North Carolina Library for the Blind and Physically Handicapped

Yesterday I visited the North Carolina Library for the Blind and the Physically Handicapped. I went on the trip with low expectations – I didn’t expect it to be very well funded, so I was prepared for poor technology, little staff, and outdated furnishings. As we walked up to the building, I was disappointed that the building was a sad brick, almost completely windowless, and had very little parking. But very quickly, I was incredibly surprised by the technology and services provided by the library.

It turns out, that the library isn’t as warm and inviting as I had hoped because patrons don’t actually visit it. The physical space is just a set of offices, and a storehouse. The offices provide spaces for readers’ advisors, production of audio recordings, the printing of Braille texts, and other administrative functions. Instead of patrons coming to the library, they register for the service and materials are mailed directly to their homes. The library provides books in Braille, large print, and audio form. The audio books used to be provided via cassette tapes, but recently, the library has switched to digital formats, by loading digital forms onto flash drives. Each person registered for the service is loaned a digital player. The flash drives are encased in a rectangular piece of plastic, making them easier to hold and put into the digital player. They also have a hole in the end to make them even easier for physically handicapped people to hold them with just a finger.

Another interesting fact I learned was that the library was exempt from copyright restrictions. The library can make copies, printed Braille, large print, or audio, as long as the copies are going to their registered patrons.
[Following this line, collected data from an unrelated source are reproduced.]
use quillerp_jobs::JobServiceConfig;

#[tokio::main]
async fn main() {
    quillerp_observability::init();

    let jwt_secret = std::env::var("JWT_SECRET").unwrap_or_else(|_| {
        tracing::warn!("JWT_SECRET not set; using insecure dev default");
        "dev-secret".to_string()
    });

    let app = quillerp_api::app::build_app(jwt_secret, JobServiceConfig::from_env()).await;

    let listener = tokio::net::TcpListener::bind("0.0.0.0:8080")
        .await
        .expect("failed to bind 0.0.0.0:8080");

    tracing::info!("listening on {}", listener.local_addr().unwrap());

    axum::serve(listener, app).await.unwrap();
}
macro_rules! cfg_signal {
	($($item:item)*) => {
		$(
			#[cfg(feature = "signal")]
			$item
		)*
	};
}

pub(crate) use cfg_signal;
Additionally, the NC library has an extensive interlibrary loan system with similar institutions around the state. One of their services involves creating audio recordings of local magazines, which are all contributed to a national registry for all the libraries to use.

I was pleasantly surprised with the technology available for this service, but what really touched me, were the print/Braille children’s books. The library held children’s books that have both text and Braille. They can be used by blind parents to read to their children, or by sighted parents teaching their blind children Braille. I had no idea such products existed, and had not thought of services for blind children, or children with blind parents.